Since 2018 Springer has started publishing this book series Mathematics of Planet Earth (MPE), and there are already six volumes by the end of 2019. The present book is volume 5 and is somewhat representative for the idea behind the whole book series.

The idea of the series is to describe and model several global problems that can be in any area, like climate change, epidemics, biodiversity, food security, urban societies, the Internet of Things, and many more. The list of topics is very broad and often require a multidisciplinary approach. A major objective in creating this book series is to raise interest and stimulate interdisciplinary collaboration. Therefore the papers of the books in this series are intended to be written and to be read by a broad range of pure or applied mathematicians, engineers, scientists, and other researchers. They are at a level that is not elementary but neither too technical so that it can be understood even by a beginning researcher from a different discipline. Solutions need not, or are only partially provided. The chapters are both introductions to the topic discussed and invitations to work on it.

While other volumes in the series were dealing with a specific topic like modeling of infectious diseases, tropical climate dynamics, energy transfer in atmosphere and oceans, and dynamics of biological systems, this volume has the generic MPE title of the series. Its subtitle Protecting Our Planet, Learning from the Past, Safeguarding for the Future can refer to anything and is not really enlightening the contents either. The reason is that this volume covers several different topics. There are thirteen papers divided over four parts: (1) Geo- and Physical sciences, (2) Life Sciences, (3) Ecology and Evolution, and (4) Socio-Economics and Infrastructure. Each part of almost a hundred pages consists of three or four papers. All of the papers were invited and refereed and can be read independently as an introduction to the problem discussed. Discussing each paper in some detail would be too much for this review, so what follows is just a birds eye view of the topics.

Learning from the past is applicable to the first paper in part 1. It takes data from glacial cycles in the Pleistocene Epoch to investigate the influence of CO2 by proposing different models that take care of the eccentricity of the Earth's orbit, precession, and inclination of its axis. This allows to predict the corresponding exposure to sunshine, the melting of ice, the volume of Northern Atlantic Deep Water, and other parameters. The resulting dynamical systems with bifurcation and limit cycles is investigated to make predictions about our future. The second paper is somewhat related and investigates the effect of melting of polar ice over the last 700 Kyears which changes the volume of solid land and the volume of water on the surface. Finding patterns in the evolution of precipitation of the third paper is more difficult since this has much more variable dynamics, both in time and in space.

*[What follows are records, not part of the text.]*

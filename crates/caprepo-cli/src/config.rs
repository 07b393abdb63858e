//! CLI configuration

use crate::cli::OutputFormat;
use caprepo_repository::RepositoryConfig;
use serde::Deserialize;
use std::path::PathBuf;

/// CLI configuration
///
/// Read from `config/caprepo.{yaml,toml,json}` when present, then from
/// `CAPREPO_*` environment variables; nested keys use `__`, e.g.
/// `CAPREPO_REPOSITORY__NAME`.
#[derive(Debug, Clone, Deserialize)]
#[serde(default)]
pub struct CliConfig {
    /// Repository configuration
    pub repository: RepositoryConfig,

    /// Default output format
    pub output: OutputFormat,

    /// Log filter used when `RUST_LOG` is unset
    pub log_level: String,
}

impl Default for CliConfig {
    fn default() -> Self {
        Self {
            repository: RepositoryConfig::default(),
            output: OutputFormat::Json,
            log_level: "caprepo=info".to_string(),
        }
    }
}

impl CliConfig {
    /// Load configuration from environment variables and config file
    pub fn load() -> anyhow::Result<Self> {
        // Load .env file if exists
        dotenvy::dotenv().ok();

        let config_result = config::Config::builder()
            .add_source(config::File::with_name("config/caprepo").required(false))
            .add_source(
                config::Environment::with_prefix("CAPREPO")
                    .prefix_separator("_")
                    .separator("__"),
            )
            .build();

        match config_result {
            Ok(cfg) => cfg
                .try_deserialize()
                .map_err(|e| anyhow::anyhow!("Failed to deserialize config: {}", e)),
            Err(e) => {
                tracing::info!("No usable configuration ({}), using defaults", e);
                Ok(Self::default())
            }
        }
    }

    /// Apply command line overrides
    pub fn with_overrides(
        mut self,
        storage_dir: Option<PathBuf>,
        maven_repository: Option<PathBuf>,
        output: Option<OutputFormat>,
    ) -> Self {
        if let Some(dir) = storage_dir {
            self.repository.storage_dir = Some(dir);
        }
        if let Some(dir) = maven_repository {
            self.repository.maven_repository = Some(dir);
        }
        if let Some(output) = output {
            self.output = output;
        }
        self
    }

    /// Maven repository root: configured, else `~/.m2/repository`
    pub fn maven_repository(&self) -> Option<PathBuf> {
        self.repository.maven_repository.clone().or_else(|| {
            std::env::var_os("HOME").map(|home| PathBuf::from(home).join(".m2").join("repository"))
        })
    }
}
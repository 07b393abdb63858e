//! Error types for the repository layer

use caprepo_codec::CodecError;
use caprepo_core::{CoreError, FilterError};
use std::path::PathBuf;
use thiserror::Error;

/// Result type alias for repository operations
pub type RepositoryResult<T> = Result<T, RepositoryError>;

/// Errors that can occur during repository operations
#[derive(Error, Debug)]
pub enum RepositoryError {
    /// Reading or writing the on-disk store failed
    #[error("Storage error at {path}: {source}")]
    Storage {
        path: PathBuf,
        source: std::io::Error,
    },

    /// The store document could not be decoded or encoded
    #[error("Codec error: {0}")]
    Codec(#[from] CodecError),

    /// A delegate could not produce a resource
    #[error("Retrieval error: {0}")]
    Retrieval(String),

    /// The requirement carries a malformed filter
    #[error("Filter error: {0}")]
    Filter(#[from] FilterError),

    /// Invalid model data, e.g. unparseable coordinates
    #[error("Model error: {0}")]
    Core(#[from] CoreError),

    /// Invalid path provided
    #[error("Invalid path: {path}")]
    InvalidPath { path: PathBuf },

    /// Invalid configuration
    #[error("Configuration error: {0}")]
    Config(String),
}

impl RepositoryError {
    pub(crate) fn storage(path: impl Into<PathBuf>, source: std::io::Error) -> Self {
        RepositoryError::Storage {
            path: path.into(),
            source,
        }
    }
}
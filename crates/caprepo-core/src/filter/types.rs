//! Filter expression tree

use super::escape_value;
use std::fmt;

/// Comparison operators of the filter language
#[derive(Debug, Clone, Copy, PartialEq, Eq)]
pub enum FilterOp {
    /// Equal (=)
    Equal,
    /// Approximately equal (~=)
    Approx,
    /// Greater than or equal (>=)
    GreaterEq,
    /// Less than or equal (<=)
    LessEq,
}

impl FilterOp {
    pub fn as_str(&self) -> &'static str {
        match self {
            FilterOp::Equal => "=",
            FilterOp::Approx => "~=",
            FilterOp::GreaterEq => ">=",
            FilterOp::LessEq => "<=",
        }
    }
}

/// A parsed filter expression
#[derive(Debug, Clone, PartialEq)]
pub enum Filter {
    /// All sub-filters must match
    And(Vec<Filter>),
    /// At least one sub-filter must match
    Or(Vec<Filter>),
    /// The sub-filter must not match
    Not(Box<Filter>),
    /// Attribute compared against a literal
    Compare {
        attribute: String,
        op: FilterOp,
        value: String,
    },
    /// Attribute is present
    Present { attribute: String },
    /// String attribute matches a wildcard pattern
    ///
    /// `parts` are the literal pieces between the `*` wildcards, so
    /// `ab*cd*` is `["ab", "cd", ""]`.
    Substring { attribute: String, parts: Vec<String> },
}

impl Filter {
    pub fn compare(attribute: impl Into<String>, op: FilterOp, value: impl Into<String>) -> Self {
        Filter::Compare {
            attribute: attribute.into(),
            op,
            value: value.into(),
        }
    }
}

impl fmt::Display for Filter {
    fn fmt(&self, f: &mut fmt::Formatter<'_>) -> fmt::Result {
        match self {
            Filter::And(items) => {
                f.write_str("(&")?;
                for item in items {
                    write!(f, "{}", item)?;
                }
                f.write_str(")")
            }
            Filter::Or(items) => {
                f.write_str("(|")?;
                for item in items {
                    write!(f, "{}", item)?;
                }
                f.write_str(")")
            }
            Filter::Not(inner) => write!(f, "(!{})", inner),
            Filter::Compare {
                attribute,
                op,
                value,
            } => write!(f, "({}{}{})", attribute, op.as_str(), escape_value(value)),
            Filter::Present { attribute } => write!(f, "({}=*)", attribute),
            Filter::Substring { attribute, parts } => {
                let pattern: Vec<String> = parts.iter().map(|p| escape_value(p)).collect();
                write!(f, "({}={})", attribute, pattern.join("*"))
            }
        }
    }
}
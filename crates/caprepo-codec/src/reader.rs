//! Streaming reader for repository documents

use crate::error::{CodecError, Result};
use crate::wire::{self, TypeSpec};
use caprepo_core::{Attributes, Directives, Resource, ResourceBuilder};
use quick_xml::events::{BytesStart, Event};
use quick_xml::Reader;
use std::collections::BTreeMap;
use std::io::BufRead;

/// Start tag with its attributes, detached from the read buffer
#[derive(Debug)]
struct Element {
    name: String,
    attributes: BTreeMap<String, String>,
    /// Self-closing, so no children and no end tag follow
    empty: bool,
    position: u64,
}

impl Element {
    fn required(&self, name: &str) -> Result<&str> {
        self.attributes.get(name).map(String::as_str).ok_or_else(|| {
            CodecError::decoding(
                self.position,
                format!("<{}> is missing the '{}' attribute", self.name, name),
            )
        })
    }
}

#[derive(Debug)]
enum Tag {
    Start(Element),
    End(String),
    Eof,
}

/// Reads a repository document one resource at a time
///
/// The root element is read on construction, so the repository attributes
/// are available before the first resource.
pub struct RepositoryReader<R: BufRead> {
    reader: Option<Reader<R>>,
    buf: Vec<u8>,
    attributes: BTreeMap<String, String>,
    exhausted: bool,
}

impl<R: BufRead> RepositoryReader<R> {
    /// Open a document and read its root element
    pub fn new(source: R) -> Result<Self> {
        let mut reader = Reader::from_reader(source);
        reader.config_mut().trim_text(true);

        let mut this = Self {
            reader: Some(reader),
            buf: Vec::new(),
            attributes: BTreeMap::new(),
            exhausted: false,
        };

        match this.next_tag()? {
            Tag::Start(root) if root.name == wire::REPOSITORY => {
                this.exhausted = root.empty;
                this.attributes = root.attributes;
                Ok(this)
            }
            Tag::Start(other) => Err(CodecError::decoding(
                other.position,
                format!("expected <{}>, found <{}>", wire::REPOSITORY, other.name),
            )),
            _ => Err(CodecError::decoding(
                0,
                format!("document has no <{}> element", wire::REPOSITORY),
            )),
        }
    }

    /// Attributes of the root element, without namespace declarations
    pub fn repository_attributes(&self) -> &BTreeMap<String, String> {
        &self.attributes
    }

    /// Read the next resource, or `None` at the end of the repository
    pub fn next_resource(&mut self) -> Result<Option<Resource>> {
        if self.reader.is_none() {
            return Err(CodecError::InvalidState("reader is closed".to_string()));
        }
        if self.exhausted {
            return Ok(None);
        }

        match self.next_tag()? {
            Tag::Start(element) if element.name == wire::RESOURCE => {
                self.read_resource(&element).map(Some)
            }
            Tag::End(name) if name == wire::REPOSITORY => {
                self.exhausted = true;
                Ok(None)
            }
            Tag::Start(element) => Err(unexpected(&element, wire::REPOSITORY)),
            Tag::End(name) => Err(CodecError::decoding(
                self.position(),
                format!("unexpected </{}>", name),
            )),
            Tag::Eof => Err(self.truncated()),
        }
    }

    /// Release the source; closing twice is a no-op
    pub fn close(&mut self) {
        self.reader = None;
        self.exhausted = true;
    }

    fn read_resource(&mut self, element: &Element) -> Result<Resource> {
        let mut builder = ResourceBuilder::new();
        if element.empty {
            return Ok(builder.build());
        }

        loop {
            match self.next_tag()? {
                Tag::Start(child) if child.name == wire::CAPABILITY => {
                    let (namespace, attributes, directives) = self.read_entry(&child)?;
                    builder
                        .add_generic_capability(&namespace, attributes, directives)
                        .map_err(|e| CodecError::decoding(child.position, e.to_string()))?;
                }
                Tag::Start(child) if child.name == wire::REQUIREMENT => {
                    let (namespace, attributes, directives) = self.read_entry(&child)?;
                    builder
                        .add_generic_requirement(&namespace, attributes, directives)
                        .map_err(|e| CodecError::decoding(child.position, e.to_string()))?;
                }
                Tag::Start(child) => return Err(unexpected(&child, wire::RESOURCE)),
                Tag::End(_) => return Ok(builder.build()),
                Tag::Eof => return Err(self.truncated()),
            }
        }
    }

    /// Read a capability or requirement body
    fn read_entry(&mut self, element: &Element) -> Result<(String, Attributes, Directives)> {
        let namespace = element.required(wire::NAMESPACE_ATTR)?.to_string();
        let mut attributes = Attributes::new();
        let mut directives = Directives::new();
        if element.empty {
            return Ok((namespace, attributes, directives));
        }

        loop {
            match self.next_tag()? {
                Tag::Start(child) if child.name == wire::ATTRIBUTE => {
                    self.expect_leaf(&child)?;
                    let name = child.required(wire::NAME_ATTR)?;
                    let raw = child.required(wire::VALUE_ATTR)?;
                    let type_tag = child.attributes.get(wire::TYPE_ATTR).map(String::as_str);
                    let spec = TypeSpec::parse(type_tag).ok_or_else(|| {
                        CodecError::decoding(
                            child.position,
                            format!("unknown attribute type '{}'", type_tag.unwrap_or_default()),
                        )
                    })?;
                    let value = spec
                        .decode(raw)
                        .map_err(|e| CodecError::decoding(child.position, e.to_string()))?;
                    if attributes.insert(name.to_string(), value).is_some() {
                        return Err(CodecError::decoding(
                            child.position,
                            format!("duplicate attribute '{}'", name),
                        ));
                    }
                }
                Tag::Start(child) if child.name == wire::DIRECTIVE => {
                    self.expect_leaf(&child)?;
                    let name = child.required(wire::NAME_ATTR)?;
                    let value = child.required(wire::VALUE_ATTR)?;
                    if directives
                        .insert(name.to_string(), value.to_string())
                        .is_some()
                    {
                        return Err(CodecError::decoding(
                            child.position,
                            format!("duplicate directive '{}'", name),
                        ));
                    }
                }
                Tag::Start(child) => return Err(unexpected(&child, &element.name)),
                Tag::End(_) => return Ok((namespace, attributes, directives)),
                Tag::Eof => return Err(self.truncated()),
            }
        }
    }

    /// Consume the end tag of an element that must not have children
    fn expect_leaf(&mut self, element: &Element) -> Result<()> {
        if element.empty {
            return Ok(());
        }
        match self.next_tag()? {
            Tag::End(_) => Ok(()),
            Tag::Start(child) => Err(unexpected(&child, &element.name)),
            Tag::Eof => Err(self.truncated()),
        }
    }

    fn next_tag(&mut self) -> Result<Tag> {
        let reader = self
            .reader
            .as_mut()
            .ok_or_else(|| CodecError::InvalidState("reader is closed".to_string()))?;

        loop {
            self.buf.clear();
            let position = reader.buffer_position() as u64;
            let event = reader
                .read_event_into(&mut self.buf)
                .map_err(|e| CodecError::decoding(reader.buffer_position() as u64, e.to_string()))?;

            match event {
                Event::Start(start) => return element(&start, false, position).map(Tag::Start),
                Event::Empty(start) => return element(&start, true, position).map(Tag::Start),
                Event::End(end) => {
                    let name = utf8(end.local_name().as_ref(), position)?;
                    return Ok(Tag::End(name));
                }
                Event::Eof => return Ok(Tag::Eof),
                Event::Text(text) if text.iter().all(u8::is_ascii_whitespace) => {}
                Event::Text(_) | Event::CData(_) => {
                    return Err(CodecError::decoding(position, "unexpected character data"));
                }
                _ => {}
            }
        }
    }

    fn position(&self) -> u64 {
        self.reader
            .as_ref()
            .map(|r| r.buffer_position() as u64)
            .unwrap_or_default()
    }

    fn truncated(&self) -> CodecError {
        CodecError::decoding(self.position(), "unexpected end of document")
    }
}

fn element(start: &BytesStart<'_>, empty: bool, position: u64) -> Result<Element> {
    let name = utf8(start.local_name().as_ref(), position)?;
    let mut attributes = BTreeMap::new();
    for attr in start.attributes() {
        let attr = attr.map_err(|e| CodecError::decoding(position, e.to_string()))?;
        let key = attr.key.as_ref();
        if key == b"xmlns" || key.starts_with(b"xmlns:") {
            continue;
        }
        let key = utf8(attr.key.local_name().as_ref(), position)?;
        let value = attr
            .unescape_value()
            .map_err(|e| CodecError::decoding(position, e.to_string()))?;
        attributes.insert(key, value.into_owned());
    }
    Ok(Element {
        name,
        attributes,
        empty,
        position,
    })
}

fn utf8(bytes: &[u8], position: u64) -> Result<String> {
    std::str::from_utf8(bytes)
        .map(str::to_string)
        .map_err(|e| CodecError::decoding(position, e.to_string()))
}

fn unexpected(element: &Element, parent: &str) -> CodecError {
    CodecError::decoding(
        element.position,
        format!("unexpected <{}> inside <{}>", element.name, parent),
    )
}

/// Read a whole document: repository attributes and every resource
pub fn read_all<R: BufRead>(source: R) -> Result<(BTreeMap<String, String>, Vec<Resource>)> {
    let mut reader = RepositoryReader::new(source)?;
    let mut resources = Vec::new();
    while let Some(resource) = reader.next_resource()? {
        resources.push(resource);
    }
    let attributes = std::mem::take(&mut reader.attributes);
    reader.close();
    Ok((attributes, resources))
}

#[cfg(test)]
mod tests {
    use super::*;

    fn read(xml: &str) -> Result<(BTreeMap<String, String>, Vec<Resource>)> {
        read_all(xml.as_bytes())
    }

    #[test]
    fn test_empty_repository() {
        let (attrs, resources) = read(r#"<repository name="r" increment="3"/>"#).unwrap();
        assert_eq!(attrs.get("name").map(String::as_str), Some("r"));
        assert_eq!(attrs.get("increment").map(String::as_str), Some("3"));
        assert!(resources.is_empty());
    }

    #[test]
    fn test_namespace_declaration_not_an_attribute() {
        let (attrs, _) = read(
            r#"<repository xmlns="http://www.osgi.org/xmlns/repository/v1.0.0" name="r"></repository>"#,
        )
        .unwrap();
        assert_eq!(attrs.len(), 1);
    }

    #[test]
    fn test_wrong_root() {
        let err = read("<resources/>").unwrap_err();
        assert!(matches!(err, CodecError::Decoding { .. }));
    }

    #[test]
    fn test_text_content_rejected() {
        let err = read("<repository><resource>oops</resource></repository>").unwrap_err();
        assert!(err.to_string().contains("character data"));
    }

    #[test]
    fn test_truncated_document() {
        let err = read("<repository><resource>").unwrap_err();
        assert!(matches!(err, CodecError::Decoding { .. }));
    }

    #[test]
    fn test_missing_namespace() {
        let err = read("<repository><resource><capability/></resource></repository>").unwrap_err();
        assert!(err.to_string().contains("namespace"));
    }

    #[test]
    fn test_close_is_idempotent() {
        let mut reader = RepositoryReader::new("<repository/>".as_bytes()).unwrap();
        reader.close();
        reader.close();
        assert!(matches!(
            reader.next_resource(),
            Err(CodecError::InvalidState(_))
        ));
    }
}
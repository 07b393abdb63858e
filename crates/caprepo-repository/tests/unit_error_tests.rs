//! Unit tests for RepositoryError types and error handling

use caprepo_codec::CodecError;
use caprepo_core::{CoreError, FilterParser};
use caprepo_repository::{ConfigError, RepositoryError};
use std::path::PathBuf;

#[test]
fn test_error_invalid_path_display() {
    let error = RepositoryError::InvalidPath {
        path: PathBuf::from("/invalid/path"),
    };

    assert_eq!(error.to_string(), "Invalid path: /invalid/path");
}

#[test]
fn test_error_storage_display() {
    let error = RepositoryError::Storage {
        path: PathBuf::from("/store/repository.xml"),
        source: std::io::Error::new(std::io::ErrorKind::PermissionDenied, "denied"),
    };

    assert_eq!(
        error.to_string(),
        "Storage error at /store/repository.xml: denied"
    );
    assert!(std::error::Error::source(&error).is_some());
}

#[test]
fn test_error_retrieval_display() {
    let error = RepositoryError::Retrieval("HTTP 404".to_string());

    assert_eq!(error.to_string(), "Retrieval error: HTTP 404");
}

#[test]
fn test_error_codec_conversion() {
    let codec_error = CodecError::Encoding("bad value".to_string());
    let error: RepositoryError = codec_error.into();

    assert!(error.to_string().contains("Codec error"));
    assert!(error.to_string().contains("bad value"));
}

#[test]
fn test_error_filter_conversion() {
    let filter_error = FilterParser::parse("(a=b").unwrap_err();
    let error: RepositoryError = filter_error.into();

    assert!(error.to_string().starts_with("Filter error"));
}

#[test]
fn test_error_core_conversion() {
    let error: RepositoryError = CoreError::InvalidCoordinates("a:b".to_string()).into();

    assert_eq!(
        error.to_string(),
        "Model error: Invalid maven coordinates 'a:b'"
    );
}

#[test]
fn test_error_config_conversion() {
    let error: RepositoryError = ConfigError::EmptyField {
        field: "name".to_string(),
    }
    .into();

    assert_eq!(error.to_string(), "Configuration error: name must not be empty");
}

In the Life Science part, we find a paper on the relation between malaria and climate change. The latter influences air-water temperature differences which influences the survival of the mosquito, and hence the spreading of malaria. Another paper models the spread of Buruli ulcer disease in Ghana and how the human-human and human-environment interactions influence that. These two papers obviously focus on problems of the African continent. A much more general view is taken in a paper that analyses the massive amount of data in the health sector that is becoming available. The purpose is to use this to obtain probabilistic data-driven models for some phenomena like food poisoning, transmission of avian influenza etc.

Ecology and Environment is represented by three papers. It is known that ecosystems are highly nonlinear and have several stable and unstable states to which it evolves under different circumstances. Extreme climate events or human intervention can result in a malfunctioning ecosystem. If we have proper models and can find the regions in parameter space in which some of these local states are embedded, perhaps we can we make these changes more gradual or partially prevent them. Dryland ecosystems are used as a case study. A paper about biodiversity is stressing the importance of having parameters for the number of different species, but also for how evenly they are distributed. In another paper several models for population dynamics at different scales are proposed to calculate an extinction risk.

The last part has contributions about Socio-economic Systems like the modelling of food systems, which, at a global scale, involves production, distribution, and consumption with complex network interactions. Bad management may lead to malnutrition and overweight existing simultaneously in different regions. A second paper models how the ecosystem can benefit from natural capital. Optimal management can be obtained from a dynamical optimization problem. For example what should be the optimal fishing quota for a steady state equilibrium? The Infrastructure is the subject of the remaining two papers. Network and scheduling analysis is used to obtain quantitative models to manage the restoration of infrastructure after extreme events. With the Internet of Things a massive network is created that should be managed to optimize urban societies. Transportation and municipal water services are used as case studies.

This quick survey illustrates the general set-up. It definitely illustrates the diversity of problems and methods that we have to deal with to cope with the enormous challenges that result from an increasing globalisation. Problems become very large scale, involve large networks, and become highly nonlinear. The parameters are changing drastically faster and the systems become very sensitive to small changes when they approach unstable states. If we ever want to control and manage all these effects, it will need substantial scientific research. And time is pressing. Here we meet several examples of research in action, trying to solve practical problems. Let's hope this is a wake-up call and that this will result in joining forces worldwide and across specialisations, instead of driving researchers away from each others into their own abstract unworldly niches with the only purpose to publishing papers.